- **Directions for this task**
Report each line from the entries in which "that" can be found.

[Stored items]

▼

//! YAML configuration parsing.
//!
//! Parses the global settings file and inventory files from YAML, and
//! validates an inventory as a whole.

use chrono::Utc;
use std::collections::HashSet;
use std::path::Path;

use crate::core::device::MatchKind;
use crate::core::trigger::Trigger;

use super::error::ConfigError;
use super::types::{GlobalConfig, InventoryConfig, StorageConfig};

/// YAML configuration loader.
pub struct YamlLoader;

impl YamlLoader {
    /// Load global configuration from a file.
    pub fn load_global_config(path: impl AsRef<Path>) -> Result<GlobalConfig, ConfigError> {
        let path = path.as_ref();
        let content = std::fs::read_to_string(path).map_err(|source| ConfigError::FileReadError {
            path: path.to_path_buf(),
            source,
        })?;
        Self::parse_global_config(&content)
    }

    /// Parse global configuration from a YAML string.
    pub fn parse_global_config(yaml: &str) -> Result<GlobalConfig, ConfigError> {
        let config: GlobalConfig = serde_yaml::from_str(yaml)?;
        Self::validate_global_config(&config)?;
        Ok(config)
    }

    fn validate_global_config(config: &GlobalConfig) -> Result<(), ConfigError> {
        let scheduler = &config.scheduler;
        if scheduler.tick_interval_ms == 0 {
            return Err(ConfigError::InvalidConfig(
                "scheduler.tick_interval_ms cannot be zero".into(),
            ));
        }
        if scheduler.max_instances == 0 {
            return Err(ConfigError::InvalidConfig(
                "scheduler.max_instances cannot be zero".into(),
            ));
        }
        if scheduler.fire_workers == 0 {
            return Err(ConfigError::InvalidConfig(
                "scheduler.fire_workers cannot be zero".into(),
            ));
        }
        if config.worker_pool_size == Some(0) {
            return Err(ConfigError::InvalidConfig(
                "worker_pool_size cannot be zero".into(),
            ));
        }
        if config.log_retention == Some(0) {
            return Err(ConfigError::InvalidConfig(
                "log_retention cannot be zero".into(),
            ));
        }
        for (field, store) in [
            ("storage", &config.storage),
            ("schedule_store", &config.schedule_store),
        ] {
            if let StorageConfig::Sqlite { path } = store {
                if path.is_empty() {
                    return Err(ConfigError::MissingField(format!("{}.path", field)));
                }
            }
        }
        Ok(())
    }

    /// Load one inventory file without cross-reference validation.
    pub fn load_inventory_file(path: impl AsRef<Path>) -> Result<InventoryConfig, ConfigError> {
        let path = path.as_ref();
        let content = std::fs::read_to_string(path).map_err(|source| ConfigError::FileReadError {
            path: path.to_path_buf(),
            source,
        })?;
        serde_yaml::from_str(&content).map_err(|source| ConfigError::YamlFileError {
            path: path.to_path_buf(),
            source,
        })
    }

    /// Parse and validate a self-contained inventory from a YAML string.
    pub fn parse_inventory(yaml: &str) -> Result<InventoryConfig, ConfigError> {
        let config: InventoryConfig = serde_yaml::from_str(yaml)?;
        Self::validate_inventory(&config)?;
        Ok(config)
    }

    /// Validate an inventory: identities, references, edges, pool regexes
    /// and task triggers.
    pub fn validate_inventory(config: &InventoryConfig) -> Result<(), ConfigError> {
        let mut device_ids = HashSet::new();
        for device in &config.devices {
            if device.id.is_empty() {
                return Err(ConfigError::MissingField("device id".into()));
            }
            if !device_ids.insert(device.id.as_str()) {
                return Err(ConfigError::InvalidConfig(format!(
                    "duplicate device id: {}",
                    device.id
                )));
            }
        }

        let mut pool_ids = HashSet::new();
        for pool in &config.pools {
            if pool.id.is_empty() {
                return Err(ConfigError::MissingField("pool id".into()));
            }
            if !pool_ids.insert(pool.id.as_str()) {
                return Err(ConfigError::InvalidConfig(format!(
                    "duplicate pool id: {}",
                    pool.id
                )));
            }
            for criterion in &pool.criteria {
                if criterion.kind == MatchKind::Regex {
                    regex::Regex::new(&criterion.value).map_err(|e| {
                        ConfigError::InvalidConfig(format!(
                            "pool '{}' has an invalid regex for '{}': {}",
                            pool.id, criterion.property, e
                        ))
                    })?;
                }
            }
        }

        let check_targets = |owner: &str, devices: &[String], pools: &[String]| {
            for device in devices {
                if !device_ids.contains(device.as_str()) {
                    return Err(ConfigError::InvalidConfig(format!(
                        "'{}' references unknown device '{}'",
                        owner, device
                    )));
                }
            }
            for pool in pools {
                if !pool_ids.contains(pool.as_str()) {
                    return Err(ConfigError::InvalidConfig(format!(
                        "'{}' references unknown pool '{}'",
                        owner, pool
                    )));
                }
            }
            Ok(())
        };

        let mut job_ids = HashSet::new();
        let mut job_names = HashSet::new();
        for service in &config.services {
            if service.id.is_empty() {
                return Err(ConfigError::MissingField("service id".into()));
            }
            if service.name.is_empty() {
                return Err(ConfigError::MissingField(format!(
                    "name of service '{}'",
                    service.id
                )));
            }
            if service.driver.is_empty() {
                return Err(ConfigError::MissingField(format!(
                    "driver of service '{}'",
                    service.id
                )));
            }
            if !job_ids.insert(service.id.as_str()) {
                return Err(ConfigError::InvalidConfig(format!(
                    "duplicate job id: {}",
                    service.id
                )));
            }
            if !job_names.insert(service.name.as_str()) {
                return Err(ConfigError::InvalidConfig(format!(
                    "duplicate job name: {}",
                    service.name
                )));
            }
            check_targets(&service.id, &service.devices, &service.pools)?;
        }

        for workflow in &config.workflows {
            if workflow.id.is_empty() {
                return Err(ConfigError::MissingField("workflow id".into()));
            }
            if workflow.name.is_empty() {
                return Err(ConfigError::MissingField(format!(
                    "name of workflow '{}'",
                    workflow.id
                )));
            }
            if !job_ids.insert(workflow.id.as_str()) {
                return Err(ConfigError::InvalidConfig(format!(
                    "duplicate job id: {}",
                    workflow.id
                )));
            }
            if !job_names.insert(workflow.name.as_str()) {
                return Err(ConfigError::InvalidConfig(format!(
                    "duplicate job name: {}",
                    workflow.name
                )));
            }
            check_targets(&workflow.id, &workflow.devices, &workflow.pools)?;
        }

        // Members may be defined after the workflow that uses them.
        for workflow in &config.workflows {
            let mut members = HashSet::new();
            for member in &workflow.jobs {
                if member == &workflow.id {
                    return Err(ConfigError::InvalidConfig(format!(
                        "workflow '{}' cannot contain itself",
                        workflow.id
                    )));
                }
                if !job_ids.contains(member.as_str()) {
                    return Err(ConfigError::InvalidConfig(format!(
                        "workflow '{}' references unknown job '{}'",
                        workflow.id, member
                    )));
                }
                if !members.insert(member.as_str()) {
                    return Err(ConfigError::InvalidConfig(format!(
                        "workflow '{}' lists job '{}' twice",
                        workflow.id, member
                    )));
                }
            }

            let mut edges = HashSet::new();
            for edge in &workflow.edges {
                for end in [&edge.source, &edge.destination] {
                    if !members.contains(end.as_str()) {
                        return Err(ConfigError::InvalidConfig(format!(
                            "edge {} -> {} of workflow '{}' references non-member '{}'",
                            edge.source, edge.destination, workflow.id, end
                        )));
                    }
                }
                if !edges.insert((edge.subtype, edge.source.as_str(), edge.destination.as_str())) {
                    return Err(ConfigError::InvalidConfig(format!(
                        "workflow '{}' has duplicate {} edge {} -> {}",
                        workflow.id,
                        edge.subtype.as_str(),
                        edge.source,
                        edge.destination
                    )));
                }
            }
        }

        let mut task_ids = HashSet::new();
        let now = Utc::now();
        for task in &config.tasks {
            if task.id.is_empty() {
                return Err(ConfigError::MissingField("task id".into()));
            }
            if !task_ids.insert(task.id.as_str()) {
                return Err(ConfigError::InvalidConfig(format!(
                    "duplicate task id: {}",
                    task.id
                )));
            }
            if !job_ids.contains(task.job.as_str()) {
                return Err(ConfigError::InvalidConfig(format!(
                    "task '{}' references unknown job '{}'",
                    task.id, task.job
                )));
            }
            check_targets(&task.id, &task.devices, &task.pools)?;
            Trigger::from_spec(&task.trigger, now).map_err(|source| {
                ConfigError::InvalidTrigger {
                    task: task.id.clone(),
                    source,
                }
            })?;
        }

        Ok(())
    }
}
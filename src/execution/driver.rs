//! Device driver seam.
//!
//! The run engine never talks to devices itself: every service names a
//! driver, and the driver turns one request into a success flag plus a
//! structured output. Connection handling, protocols and credentials are the
//! driver's business.

use async_trait::async_trait;
use serde::{Deserialize, Serialize};
use serde_json::{json, Map, Value};
use std::collections::HashMap;
use std::sync::Arc;
use std::time::Duration;
use thiserror::Error;

use crate::core::device::Device;
use crate::core::types::{JobId, Runtime};

use super::command::CommandDriver;
use super::logs::RunLogger;

/// Errors a driver can report for one device.
///
/// These never abort a run: the engine records them as a failed result for
/// the device concerned.
#[derive(Debug, Error)]
pub enum DriverError {
    /// The driver could not reach the device.
    #[error("device unreachable: {0}")]
    Unreachable(String),

    /// The call did not finish in time.
    #[error("command timed out after {0:?}")]
    Timeout(Duration),

    /// The command ran and reported failure.
    #[error("command failed with exit code {code}: {stderr}")]
    CommandFailed { code: i32, stderr: String },

    /// The command could not be started.
    #[error("execution failed: {0}")]
    ExecutionFailed(String),

    /// The service has no command for a driver that needs one.
    #[error("service '{0}' has no command")]
    MissingCommand(String),

    /// No driver is registered under that name.
    #[error("unknown driver: {0}")]
    UnknownDriver(String),
}

/// One unit of device work.
#[derive(Debug, Clone)]
pub struct DriverRequest {
    pub job_id: JobId,
    pub job_name: String,
    pub runtime: Runtime,
    /// `None` for deviceless services.
    pub device: Option<Device>,
    pub command: Option<String>,
    pub parameters: Map<String, Value>,
    /// Payload of the run so far, including upstream results in a workflow.
    pub payload: Map<String, Value>,
    pub logger: RunLogger,
}

impl DriverRequest {
    /// Expand `{name}`, `{ip_address}` and `{runtime}` in a template.
    pub fn substitute(&self, template: &str) -> String {
        let mut rendered = template.replace("{runtime}", self.runtime.as_str());
        if let Some(device) = &self.device {
            rendered = rendered
                .replace("{name}", &device.name)
                .replace("{ip_address}", &device.ip_address);
        }
        rendered
    }
}

/// What a driver produced for one device.
#[derive(Debug, Clone, PartialEq, Serialize, Deserialize)]
pub struct DriverOutput {
    pub success: bool,
    pub output: Value,
}

impl DriverOutput {
    pub fn success(output: Value) -> Self {
        Self {
            success: true,
            output,
        }
    }

    pub fn failure(output: Value) -> Self {
        Self {
            success: false,
            output,
        }
    }

    /// Convert a driver error into a failed output.
    pub fn from_error(error: &DriverError) -> Self {
        Self::failure(json!({ "error": error.to_string() }))
    }
}

/// A pluggable device driver.
#[async_trait]
pub trait DeviceDriver: Send + Sync {
    /// Registry key of this driver.
    fn name(&self) -> &str;

    /// Execute one request. Implementations enforce their own timeouts.
    async fn execute(&self, request: &DriverRequest) -> Result<DriverOutput, DriverError>;
}

/// Driver that does nothing and echoes its request.
#[derive(Debug, Clone, Default)]
pub struct NoopDriver;

#[async_trait]
impl DeviceDriver for NoopDriver {
    fn name(&self) -> &str {
        "noop"
    }

    async fn execute(&self, request: &DriverRequest) -> Result<DriverOutput, DriverError> {
        let device = request.device.as_ref().map(|d| d.name.clone());
        Ok(DriverOutput::success(json!({
            "device": device,
            "command": request.command.as_deref().map(|c| request.substitute(c)),
            "parameters": request.parameters,
        })))
    }
}

/// Drivers by name.
#[derive(Clone, Default)]
pub struct DriverRegistry {
    drivers: HashMap<String, Arc<dyn DeviceDriver>>,
}

impl DriverRegistry {
    pub fn new() -> Self {
        Self::default()
    }

    /// Registry with the built-in `command` and `noop` drivers.
    pub fn with_defaults(command_timeout: Option<Duration>) -> Self {
        let mut registry = Self::new();
        registry.register(Arc::new(CommandDriver::new(command_timeout)));
        registry.register(Arc::new(NoopDriver));
        registry
    }

    /// Register a driver under its own name, replacing any previous one.
    pub fn register(&mut self, driver: Arc<dyn DeviceDriver>) {
        self.drivers.insert(driver.name().to_string(), driver);
    }

    pub fn get(&self, name: &str) -> Result<Arc<dyn DeviceDriver>, DriverError> {
        self.drivers
            .get(name)
            .cloned()
            .ok_or_else(|| DriverError::UnknownDriver(name.to_string()))
    }

    pub fn contains(&self, name: &str) -> bool {
        self.drivers.contains_key(name)
    }

    pub fn names(&self) -> Vec<&str> {
        let mut names: Vec<&str> = self.drivers.keys().map(String::as_str).collect();
        names.sort_unstable();
        names
    }
}

impl std::fmt::Debug for DriverRegistry {
    fn fmt(&self, f: &mut std::fmt::Formatter<'_>) -> std::fmt::Result {
        f.debug_struct("DriverRegistry")
            .field("drivers", &self.names())
            .finish()
    }
}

▲

- **Result below**
        // Members may be defined after the workflow that uses them.
    /// The service has no command for a driver that needs one.
    /// No driver is registered under that name.
/// Driver that does nothing and echoes its request.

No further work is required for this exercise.